それぞれのエピソードで提示されるのは、部族のしきたりを理解しない文明、効率性、ジェンダー、老い、etc…、キクユ族のユートピアを築こうとすると、どうしても近代的な概念と対立する要素ばかり。そうした様々な問題に対して、イェールとケンブリッジで博士号を取得したような語り部:コリバが指導者/祈祷師として、彼の理想である古来のアフリカ・ユートピア社会を実現すべく、唯一神ンガイの教え/神話を住民たちに説き、なんとか折り合いをつけていこうと奔走します。彼のみが、惑星を管理する《保全局》とコンタクトが可能で、《保全局》に申請して雨を降らせたり天候を変化させたりもできる。こうして、住民たちから祈祷師としての畏敬を保っている、という設定も非常に良く出来ていると思いました。

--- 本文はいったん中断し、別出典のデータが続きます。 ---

use super::duplicates::DuplicateMap;
use crate::hasher::identity::strip_extension;
use ahash::AHashMap;
use glob::{MatchOptions, Pattern};
use regex::Regex;
use serde::Serialize;
use std::collections::BTreeMap;
use std::path::{Path, PathBuf};
use tracing::{trace, warn};

lazy_static::lazy_static! {
    static ref WORD: Regex = Regex::new(r"\b[A-Za-z][a-z]{2,30}\b").unwrap();
}

/// A group member with its descriptiveness score.
#[derive(Debug, Clone, PartialEq, Serialize)]
pub struct ScoredCandidate {
    pub path: PathBuf,
    pub score: f64,
}

/// Per-pass cache of how many non-directory entries each directory holds.
/// Build one per ranking pass and drop it afterwards.
#[derive(Debug, Default)]
pub struct SiblingCache {
    counts: AHashMap<PathBuf, usize>,
}

impl SiblingCache {
    pub fn new() -> Self {
        Self::default()
    }

    pub fn count(&mut self, dir: &Path) -> usize {
        if let Some(count) = self.counts.get(dir) {
            return *count;
        }
        let count = count_files(dir);
        self.counts.insert(dir.to_path_buf(), count);
        count
    }

    pub fn len(&self) -> usize {
        self.counts.len()
    }

    pub fn is_empty(&self) -> bool {
        self.counts.is_empty()
    }
}

/// Non-hidden, non-directory entries directly inside `dir`.
fn count_files(dir: &Path) -> usize {
    let dir = if dir.as_os_str().is_empty() {
        Path::new(".")
    } else {
        dir
    };
    let pattern = format!("{}/*", Pattern::escape(&dir.to_string_lossy()));
    let options = MatchOptions {
        case_sensitive: true,
        require_literal_separator: true,
        require_literal_leading_dot: true,
    };

    match glob::glob_with(&pattern, options) {
        Ok(paths) => paths
            .filter_map(Result::ok)
            .filter(|p| !p.is_dir())
            .count(),
        Err(e) => {
            warn!("Cannot list {}: {}", dir.display(), e);
            0
        }
    }
}

/// Sum of squared word lengths, where a word is a letter followed by 2–30
/// lowercase letters. The extension is ignored.
pub fn filename_descriptiveness(name: &str) -> u64 {
    WORD.find_iter(strip_extension(name))
        .map(|word| {
            let len = word.as_str().len() as u64;
            len * len
        })
        .sum()
}

/// Piecewise-linear weight on sibling count: 0.1 floor, 1.3 at 10, peak 2.0
/// at 30, down to 0.25 at 200 and flat beyond.
pub fn filecount_multiplier(count: usize) -> f64 {
    let c = count as f64;
    if count <= 10 {
        (1.3 * (c / 10.0)).max(0.1)
    } else if count <= 30 {
        1.3 + 0.7 * ((c - 10.0) / 20.0)
    } else {
        2.0 - 1.75 * ((c - 30.0).min(170.0) / 170.0)
    }
}

/// The part of a path that gets scored: `parent_name/file_name`.
fn measured_part(path: &Path) -> String {
    let file_name = path
        .file_name()
        .map(|f| f.to_string_lossy().into_owned())
        .unwrap_or_default();
    match path
        .parent()
        .and_then(Path::file_name)
        .map(|p| p.to_string_lossy())
    {
        Some(parent) => format!("{}/{}", parent, file_name),
        None => file_name,
    }
}

/// Score how worth keeping a duplicate is: descriptive names in reasonably
/// populated directories score highest. Only the immediate parent directory
/// name counts towards descriptiveness; files in subdirectories are not
/// counted as siblings.
pub fn value_of_duplicate(path: &Path, cache: &mut SiblingCache) -> f64 {
    let dir = path.parent().unwrap_or_else(|| Path::new(""));
    let siblings = cache.count(dir);
    let descriptiveness = filename_descriptiveness(&measured_part(path));
    let score = descriptiveness as f64 * filecount_multiplier(siblings);
    trace!(
        "{}: descriptiveness {} × {} siblings = {:.2}",
        path.display(),
        descriptiveness,
        siblings,
        score
    );
    score
}

/// Score and order one group, worst first, so the best candidate is last.
pub fn rank_group(paths: &[PathBuf], cache: &mut SiblingCache) -> Vec<ScoredCandidate> {
    let mut scored: Vec<ScoredCandidate> = paths
        .iter()
        .map(|path| ScoredCandidate {
            path: path.clone(),
            score: value_of_duplicate(path, cache),
        })
        .collect();
    scored.sort_by(|a, b| a.score.total_cmp(&b.score));
    scored
}

/// Rank every group of a duplicate map with a fresh sibling cache.
pub fn rank_duplicates(groups: &DuplicateMap) -> BTreeMap<String, Vec<ScoredCandidate>> {
    let mut cache = SiblingCache::new();
    groups
        .iter()
        .map(|(fingerprint, paths)| (fingerprint.clone(), rank_group(paths, &mut cache)))
        .collect()
}

#[cfg(test)]
mod tests {
    use super::*;

    fn close(a: f64, b: f64) -> bool {
        (a - b).abs() < 1e-9
    }

    #[test]
    fn test_multiplier_breakpoints() {
        assert!(close(filecount_multiplier(0), 0.1));
        assert!(close(filecount_multiplier(10), 1.3));
        assert!(close(filecount_multiplier(30), 2.0));
        assert!(close(filecount_multiplier(200), 0.25));
        assert!(close(filecount_multiplier(300), 0.25));
    }

    #[test]
    fn test_multiplier_shape() {
        assert!(close(filecount_multiplier(5), 0.65));
        assert!(close(filecount_multiplier(20), 1.65));
        assert!(filecount_multiplier(31) < 2.0);
        assert!(filecount_multiplier(100) > filecount_multiplier(150));
    }

    #[test]
    fn test_descriptiveness_examples() {
        assert_eq!(filename_descriptiveness("foo bar"), 18);
        assert_eq!(filename_descriptiveness("foobar"), 36);
        assert_eq!(filename_descriptiveness("cereal bar"), 45);
        assert_eq!(filename_descriptiveness("foo baz baz"), 27);
        assert_eq!(filename_descriptiveness("1d0f3fe45350f09bbf0453,foo,bar"), 18);
    }

    #[test]
    fn test_descriptiveness_ignores_extension_and_short_words() {
        assert_eq!(filename_descriptiveness("holiday.jpeg"), 49);
        assert_eq!(filename_descriptiveness("ab cd 12"), 0);
        assert_eq!(filename_descriptiveness("IMG_0042.JPG"), 0);
        assert_eq!(filename_descriptiveness("Sunset"), 36);
    }

    #[test]
    fn test_measured_part_uses_immediate_parent() {
        assert_eq!(
            measured_part(Path::new("/home/me/holiday/beach.jpg")),
            "holiday/beach.jpg"
        );
        assert_eq!(measured_part(Path::new("beach.jpg")), "beach.jpg");
    }

    /// `holiday/` with `count` plain files, one subdirectory and one dot-file.
    fn populated_dir(root: &Path, count: usize) -> PathBuf {
        let dir = root.join("holiday");
        std::fs::create_dir_all(dir.join("nested")).unwrap();
        std::fs::write(dir.join(".hidden"), "x").unwrap();
        std::fs::write(dir.join("nested").join("deep.txt"), "x").unwrap();
        for i in 0..count {
            std::fs::write(dir.join(format!("file{:02}.txt", i)), "x").unwrap();
        }
        dir
    }

    #[test]
    fn test_count_files_skips_hidden_and_directories() {
        let tmp = tempfile::tempdir().unwrap();
        let dir = populated_dir(tmp.path(), 4);
        assert_eq!(count_files(&dir), 4);
        assert_eq!(count_files(&tmp.path().join("absent")), 0);
    }

    #[test]
    fn test_sibling_cache_reuses_counts() {
        let tmp = tempfile::tempdir().unwrap();
        let dir = populated_dir(tmp.path(), 3);
        let mut cache = SiblingCache::new();
        assert!(cache.is_empty());

        assert_eq!(cache.count(&dir), 3);
        std::fs::write(dir.join("late.txt"), "x").unwrap();
        assert_eq!(cache.count(&dir), 3);
        assert_eq!(cache.len(), 1);

        assert_eq!(SiblingCache::new().count(&dir), 4);
    }

    #[test]
    fn test_value_of_duplicate_in_populated_dir() {
        let tmp = tempfile::tempdir().unwrap();
        let dir = populated_dir(tmp.path(), 29);
        let target = dir.join("abcd.txt");
        std::fs::write(&target, "x").unwrap();

        // holiday (49) + abcd (16), 30 siblings weigh 2.0
        let mut cache = SiblingCache::new();
        assert!(close(value_of_duplicate(&target, &mut cache), 130.0));
    }

    #[test]
    fn test_longer_names_rank_higher() {
        let tmp = tempfile::tempdir().unwrap();
        let dir = populated_dir(tmp.path(), 10);
        let paths: Vec<PathBuf> = ["abcd.txt", "ab.txt", "abc.txt"]
            .iter()
            .map(|name| {
                let path = dir.join(name);
                std::fs::write(&path, "same").unwrap();
                path
            })
            .collect();

        let mut groups = DuplicateMap::new();
        groups.insert("f1".to_string(), paths);
        let ranked = rank_duplicates(&groups);

        let order: Vec<_> = ranked["f1"]
            .iter()
            .map(|c| c.path.file_name().unwrap().to_string_lossy().into_owned())
            .collect();
        assert_eq!(order, vec!["ab.txt", "abc.txt", "abcd.txt"]);
        assert!(ranked["f1"].windows(2).all(|w| w[0].score < w[1].score));
    }
}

当然ながら、彼の高過ぎる理想(ケニア人のような“黒いヨーロッパ人”には決してなるまい)と、そうした問題には無自覚な悪意なき住民との間には徐々に軋轢が生じ、最終的にコリバはその狭間で板挟みになり孤立していくのですが、双方の主張もそれなりに筋の通ったものなので、この終盤のお腹が痛くなりそうな展開には、読んでいて何度も「もうやめて!コリバのライフはとっくにゼロよ!」と心の中で呟いたものでした。

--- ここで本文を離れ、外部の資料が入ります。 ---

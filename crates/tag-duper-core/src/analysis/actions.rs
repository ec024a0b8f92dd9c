use super::resolution::RankedGroup;
use std::fs;
use std::io::{self, Write};
use std::path::PathBuf;
use std::process::{Command, Stdio};
use tracing::{debug, info, warn};

/// Whatever gets to delete duplicates during a resolution pass.
///
/// It receives a whole batch and may delete any subset of the listed
/// existing paths; the resolver finds out what happened by re-checking
/// the filesystem afterwards.
pub trait RemovalAction {
    fn remove(&mut self, batch: &[RankedGroup]) -> io::Result<()>;
}

impl<F> RemovalAction for F
where
    F: FnMut(&[RankedGroup]) -> io::Result<()>,
{
    fn remove(&mut self, batch: &[RankedGroup]) -> io::Result<()> {
        self(batch)
    }
}

fn batch_paths(batch: &[RankedGroup]) -> Vec<PathBuf> {
    batch.iter().flat_map(|g| g.existing.iter().cloned()).collect()
}

/// A user-supplied shell command. Paths are appended as arguments, or fed
/// one per line on stdin.
#[derive(Debug, Clone)]
pub struct ExternalCommand {
    command: String,
    use_stdin: bool,
}

impl ExternalCommand {
    pub fn new(command: impl Into<String>) -> Self {
        Self {
            command: command.into(),
            use_stdin: false,
        }
    }

    pub fn with_stdin(mut self, use_stdin: bool) -> Self {
        self.use_stdin = use_stdin;
        self
    }

    #[cfg(not(windows))]
    fn shell(&self, paths: &[PathBuf]) -> Command {
        let mut cmd = Command::new("sh");
        if self.use_stdin {
            cmd.arg("-c").arg(&self.command);
        } else {
            // paths reach the command as "$@", unsplit and unglobbed
            cmd.arg("-c")
                .arg(format!("{} \"$@\"", self.command))
                .arg("tag-duper")
                .args(paths);
        }
        cmd
    }

    #[cfg(windows)]
    fn shell(&self, paths: &[PathBuf]) -> Command {
        let mut cmd = Command::new("cmd");
        cmd.arg("/C").arg(&self.command);
        if !self.use_stdin {
            cmd.args(paths);
        }
        cmd
    }
}

impl RemovalAction for ExternalCommand {
    fn remove(&mut self, batch: &[RankedGroup]) -> io::Result<()> {
        let paths = batch_paths(batch);
        debug!("Running '{}' on {} paths", self.command, paths.len());

        let mut cmd = self.shell(&paths);
        let status = if self.use_stdin {
            let mut child = cmd.stdin(Stdio::piped()).spawn()?;
            if let Some(mut stdin) = child.stdin.take() {
                let written = paths
                    .iter()
                    .try_for_each(|path| writeln!(stdin, "{}", path.display()));
                match written {
                    Ok(()) => {}
                    Err(e) if e.kind() == io::ErrorKind::BrokenPipe => {
                        warn!("'{}' stopped reading its input early", self.command)
                    }
                    Err(e) => return Err(e),
                }
            }
            child.wait()?
        } else {
            cmd.status()?
        };

        // exit status does not decide anything; removals are detected on disk
        if !status.success() {
            warn!("'{}' exited with {}", self.command, status);
        }
        Ok(())
    }
}

/// Built-in action: keep the best-ranked existing member of each group and
/// delete the rest.
#[derive(Debug, Default)]
pub struct KeepHighest;

impl RemovalAction for KeepHighest {
    fn remove(&mut self, batch: &[RankedGroup]) -> io::Result<()> {
        for group in batch {
            let Some(keep) = group.existing.last() else {
                continue;
            };
            for path in group.existing.iter().filter(|p| *p != keep) {
                match fs::remove_file(path) {
                    Ok(()) => info!("Removed {} (keeping {})", path.display(), keep.display()),
                    Err(e) if e.kind() == io::ErrorKind::NotFound => {}
                    Err(e) => return Err(e),
                }
            }
        }
        Ok(())
    }
}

以下は、コリバが弟子として教育してきたンデミという少年と対立する終盤の一場面↓
「きみはいまでもキリンヤガでもっとも聡明な若者だ」わたしは正直にいった。「ここでひとつ質問をするから、是非とも正直にこたえてくれたまえ。きみは歴史を追い求め、わしは真実を追い求める。どちらがより重要だと思うかね?」
ンデミは眉をひそめた。「どっちも同じだ。歴史は真実なんだから」
「ちがう。歴史とは事実やできごとを寄せあつめたものであり、つねに新しい解釈がなされている。歴史は真実から始まって作り話になる。わしの物語は作り話からはじまって真実になる」
「あなたのいうとおりなら」ンデミは考え込んでいた。「あなたの物語のほうが歴史よりも重要だということになる」
「そのとおりだ」わたしはこれで問題にけりがつくことを祈った。
SFという範疇を超えて、多くの人に読まれるべき傑作だと思いました。
追記:ブコメでもご指摘を頂きましたが、前に紹介した「垂直世界の戦士」の表紙と同じく、かなり敷居の高い感じになっていますが、オリジナルのハードカバーは↓こんな感じになっています。
こっちの方が確かに小説のイメージに近いと思います。